Jacob B. Kemerer (1844-1901) was an American politician who served in the Pennsylvania State Senate as a Democrat, representing Northampton County for one term from 1899 to 1901.

==Biography==
Kemerer was born in Center Valley, Pennsylvania to German immigrants Benjamin Kemerer and Mary Née Bachman on December 21, 1844. While he was still a child his family moved to Freemansburg, Pennsylvania and then in 1848 to Philadelphia. There Jacob received a public school education, receiving a high school diploma from Central High School as part of the class of 1861. He worked in the wholesaling business and read law with Judge U.J. Wenner of Bethlehem, Pennsylvania and was admitted to the bar in 1876. He opened a partnership with Clarence Wolle specializing in real estate and fire insurance in 1886. He was a member of the Bethlehem council from 1880 to 1887, elected president of the council from 1885 to 1887, and served as Chief Burgess of Bethlehem from 1887 to 1893. During his time in the council he chaired the city's Street, Water, Law, and Police Committees. He was elected the city's solicitor from 1892 to 1893 and was elected to the State Senate in 1898. He served on the committee of Judiciary General and was noted to be well versed in Legalese and gave his fellow senators meaningful insight into legal practices when relevant. He would be unable to attend many sessions do to an ongoing battle with Bright's disease which ultimately took his life on October 16, 1901, at the age of 56.

===Senate memorial===
Since Kemerer died while in office, a lengthy and well documented funeral and memorial by the Senate would take place, with the proceedings being archived in the Library of Congress and the Smithsonian Institution.
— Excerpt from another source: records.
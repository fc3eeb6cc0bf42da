//! Command line arguments
//!
//! The only required argument is the number of photos to attempt. Everything
//! else is optional and overrides the defaults (or the `--config` file).

use crate::config::{Config, RenamePolicy};
use crate::error::Result;
use clap::Parser;
use std::path::PathBuf;
use std::time::Duration;

/// Download random hikr.org photos and name them after their post titles
#[derive(Debug, Parser)]
#[command(author, version, about, long_about = None)]
pub struct Args {
    /// Number of photos to attempt
    pub count: usize,

    /// JSON configuration file
    #[arg(long)]
    pub config: Option<PathBuf>,

    /// Directory for images (must exist)
    #[arg(long)]
    pub img_dir: Option<PathBuf>,

    /// Directory for post pages (must exist)
    #[arg(long)]
    pub html_dir: Option<PathBuf>,

    /// Seed for photo sampling, for reproducible runs
    #[arg(long)]
    pub seed: Option<u64>,

    /// Request timeout in seconds
    #[arg(long, value_name = "SECS")]
    pub timeout: Option<u64>,

    /// Pause between photos in milliseconds
    #[arg(long, value_name = "MS")]
    pub delay_ms: Option<u64>,

    /// What to do when the title is already taken: overwrite, rename or skip
    #[arg(long)]
    pub rename_policy: Option<RenamePolicy>,

    /// Log debug output
    #[arg(short, long, conflicts_with = "quiet")]
    pub verbose: bool,

    /// Only log warnings and errors
    #[arg(short, long)]
    pub quiet: bool,
}

impl Args {
    /// Build the run configuration: defaults, then the config file, then flags
    pub fn to_config(&self) -> Result<Config> {
        let mut config = match &self.config {
            Some(path) => Config::from_json_file(path)?,
            None => Config::default(),
        };

        if let Some(dir) = &self.img_dir {
            config.img_dir = dir.clone();
        }
        if let Some(dir) = &self.html_dir {
            config.html_dir = dir.clone();
        }
        if let Some(seed) = self.seed {
            config.seed = Some(seed);
        }
        if let Some(secs) = self.timeout {
            config.timeout = Duration::from_secs(secs);
        }
        if let Some(ms) = self.delay_ms {
            config.request_delay = Duration::from_millis(ms);
        }
        if let Some(policy) = self.rename_policy {
            config.rename_policy = policy;
        }

        config.validate()?;
        Ok(config)
    }

    /// Default tracing filter directive for the chosen verbosity
    pub fn log_level(&self) -> &'static str {
        if self.verbose {
            "debug"
        } else if self.quiet {
            "warn"
        } else {
            "info"
        }
    }
}
//! Core types for hikr-dl

use crate::error::ExtractError;
use reqwest::StatusCode;
use std::path::PathBuf;

/// Numeric identifier of a photo on hikr
///
/// The same ID addresses both the image file and its post page.
#[derive(Clone, Copy, Debug, PartialEq, Eq, PartialOrd, Ord, Hash)]
pub struct PhotoId(pub u32);

impl PhotoId {
    /// Get the inner value
    pub fn get(&self) -> u32 {
        self.0
    }
}

impl From<u32> for PhotoId {
    fn from(id: u32) -> Self {
        Self(id)
    }
}

impl std::fmt::Display for PhotoId {
    fn fmt(&self, f: &mut std::fmt::Formatter<'_>) -> std::fmt::Result {
        write!(f, "{}", self.0)
    }
}

/// A URL and the file its body is written to
#[derive(Clone, Debug, PartialEq, Eq)]
pub struct DownloadTarget {
    /// Source URL
    pub url: String,
    /// Destination path on disk
    pub path: PathBuf,
}

impl DownloadTarget {
    /// Create a new download target
    pub fn new(url: impl Into<String>, path: impl Into<PathBuf>) -> Self {
        Self {
            url: url.into(),
            path: path.into(),
        }
    }
}

/// How a single fetch ended
#[derive(Clone, Debug, PartialEq, Eq)]
pub enum FetchStatus {
    /// The server answered; the body (possibly an error page) was written to disk
    Http(StatusCode),
    /// No usable response: DNS, connect, timeout or a broken body stream
    Transport(String),
}

/// Outcome of [`Fetcher::fetch`](crate::fetcher::Fetcher::fetch)
///
/// The destination file always exists once a fetch has returned, whatever the
/// status; removing it after a failure is up to the caller.
#[derive(Clone, Debug, PartialEq, Eq)]
pub struct FetchResult {
    /// Final status of the request
    pub status: FetchStatus,
    /// Bytes written to the destination file
    pub bytes_written: u64,
}

impl FetchResult {
    /// The server answered with `status`
    pub fn http(status: StatusCode, bytes_written: u64) -> Self {
        Self {
            status: FetchStatus::Http(status),
            bytes_written,
        }
    }

    /// The request failed below HTTP
    pub fn transport(message: impl Into<String>) -> Self {
        Self {
            status: FetchStatus::Transport(message.into()),
            bytes_written: 0,
        }
    }

    /// True if the server reported 404 Not Found
    pub fn is_not_found(&self) -> bool {
        matches!(self.status, FetchStatus::Http(StatusCode::NOT_FOUND))
    }

    /// True if the server answered with a 2xx status
    pub fn is_success(&self) -> bool {
        matches!(self.status, FetchStatus::Http(status) if status.is_success())
    }

    /// True if no HTTP response was obtained
    pub fn is_transport_failure(&self) -> bool {
        matches!(self.status, FetchStatus::Transport(_))
    }
}

/// Which of the two downloads of an iteration a failure refers to
#[derive(Clone, Copy, Debug, PartialEq, Eq)]
pub enum Resource {
    /// The image file
    Image,
    /// The post page
    Post,
}

impl std::fmt::Display for Resource {
    fn fmt(&self, f: &mut std::fmt::Formatter<'_>) -> std::fmt::Result {
        match self {
            Resource::Image => write!(f, "image"),
            Resource::Post => write!(f, "post page"),
        }
    }
}

/// Why an iteration produced no title-named image
#[derive(Clone, Debug, PartialEq, Eq)]
pub enum SkipReason {
    /// The server returned 404 for the image or the post page
    NotFound(Resource),
    /// The image or post page could not be fetched at all
    Transport {
        /// The download that failed
        resource: Resource,
        /// Transport error message
        message: String,
    },
    /// The post page did not yield a title
    Extraction(ExtractError),
    /// The title cannot be turned into a file name
    InvalidTitle(String),
    /// `<title>.jpg` exists and the rename policy keeps it
    Collision(PathBuf),
    /// The rename itself failed
    RenameFailed(String),
}

impl std::fmt::Display for SkipReason {
    fn fmt(&self, f: &mut std::fmt::Formatter<'_>) -> std::fmt::Result {
        match self {
            SkipReason::NotFound(resource) => write!(f, "{} not found", resource),
            SkipReason::Transport { resource, message } => {
                write!(f, "{} download failed: {}", resource, message)
            }
            SkipReason::Extraction(e) => write!(f, "{}", e),
            SkipReason::InvalidTitle(reason) => write!(f, "invalid title: {}", reason),
            SkipReason::Collision(path) => write!(f, "{} already exists", path.display()),
            SkipReason::RenameFailed(reason) => write!(f, "rename failed: {}", reason),
        }
    }
}

/// Result of one loop iteration
#[derive(Clone, Debug, PartialEq, Eq)]
pub enum IterationOutcome {
    /// The image was saved under its title
    Saved {
        /// Loop index
        index: usize,
        /// Sampled photo ID
        photo_id: PhotoId,
        /// Title taken from the post page
        title: String,
        /// Final image path
        path: PathBuf,
    },
    /// Nothing was saved for this iteration
    Skipped {
        /// Loop index
        index: usize,
        /// Sampled photo ID
        photo_id: PhotoId,
        /// Why the iteration was skipped
        reason: SkipReason,
    },
}

impl IterationOutcome {
    /// True if the iteration saved an image
    pub fn is_saved(&self) -> bool {
        matches!(self, IterationOutcome::Saved { .. })
    }
}

/// Summary of a whole run
///
/// `outcomes` has one entry per attempted iteration; skipped iterations are not
/// replaced by fresh samples, so fewer than `requested` images may be saved.
#[derive(Clone, Debug, Default, PartialEq, Eq)]
pub struct RunSummary {
    /// Number of iterations requested on the command line
    pub requested: usize,
    /// Per-iteration outcomes, in loop order
    pub outcomes: Vec<IterationOutcome>,
}

impl RunSummary {
    /// Number of images saved under their title
    pub fn saved(&self) -> usize {
        self.outcomes.iter().filter(|o| o.is_saved()).count()
    }

    /// Number of iterations that were skipped
    pub fn skipped(&self) -> usize {
        self.outcomes.len() - self.saved()
    }

    /// Paths of all saved images
    pub fn saved_paths(&self) -> Vec<&PathBuf> {
        self.outcomes
            .iter()
            .filter_map(|o| match o {
                IterationOutcome::Saved { path, .. } => Some(path),
                IterationOutcome::Skipped { .. } => None,
            })
            .collect()
    }
}

impl std::fmt::Display for RunSummary {
    fn fmt(&self, f: &mut std::fmt::Formatter<'_>) -> std::fmt::Result {
        write!(
            f,
            "{} requested, {} saved, {} skipped",
            self.requested,
            self.saved(),
            self.skipped()
        )
    }
}

// unwrap/expect are acceptable in tests for concise failure-on-error assertions
#[allow(clippy::unwrap_used, clippy::expect_used)]
#[cfg(test)]
mod tests {
    use super::*;

    #[test]
    fn test_fetch_result_classification() {
        let not_found = FetchResult::http(StatusCode::NOT_FOUND, 120);
        assert!(not_found.is_not_found());
        assert!(!not_found.is_success());
        assert!(!not_found.is_transport_failure());

        let ok = FetchResult::http(StatusCode::OK, 4096);
        assert!(ok.is_success());
        assert!(!ok.is_not_found());

        let server_error = FetchResult::http(StatusCode::INTERNAL_SERVER_ERROR, 0);
        assert!(!server_error.is_success());
        assert!(!server_error.is_not_found());

        let transport = FetchResult::transport("connection refused");
        assert!(transport.is_transport_failure());
        assert!(!transport.is_not_found());
        assert_eq!(transport.bytes_written, 0);
    }

    #[test]
    fn test_run_summary_counts() {
        let summary = RunSummary {
            requested: 3,
            outcomes: vec![
                IterationOutcome::Saved {
                    index: 0,
                    photo_id: PhotoId(2_000_001),
                    title: "Piz Palü".to_string(),
                    path: PathBuf::from("img/Piz Palü.jpg"),
                },
                IterationOutcome::Skipped {
                    index: 1,
                    photo_id: PhotoId(2_000_002),
                    reason: SkipReason::NotFound(Resource::Image),
                },
                IterationOutcome::Skipped {
                    index: 2,
                    photo_id: PhotoId(2_000_003),
                    reason: SkipReason::Extraction(ExtractError::MarkerNotFound),
                },
            ],
        };

        assert_eq!(summary.saved(), 1);
        assert_eq!(summary.skipped(), 2);
        assert_eq!(
            summary.saved_paths(),
            vec![&PathBuf::from("img/Piz Palü.jpg")]
        );
        assert_eq!(summary.to_string(), "3 requested, 1 saved, 2 skipped");
    }

    #[test]
    fn test_skip_reason_display() {
        assert_eq!(
            SkipReason::NotFound(Resource::Post).to_string(),
            "post page not found"
        );
        assert_eq!(
            SkipReason::Transport {
                resource: Resource::Image,
                message: "timed out".to_string()
            }
            .to_string(),
            "image download failed: timed out"
        );
    }
}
On Wednesday, January 25, 1903, a special session was called in the Senate where Senate Chaplin Wesley Sullivan and President pro tempore, John Scott lead the Senate in prayer. Scott, Kemerer's successor Thomas D. Danner, and various other senators, would then go on to reflect on Kemerer's life.

==Personal life==
Kemerer married Amanda J. Née Seem in 1865 and the couple had a son, Albert G. Kemerer. Jacob was a member of the Independent Order of Red Men, Knights of Pythias and the Benevolent and Protective Order of Elks. Kemerer was Presbyterian, and one of the few Chief Burgesses that was not a member of the Moravian Church, regardless, he is buried in the God's Acre in Bethlehem.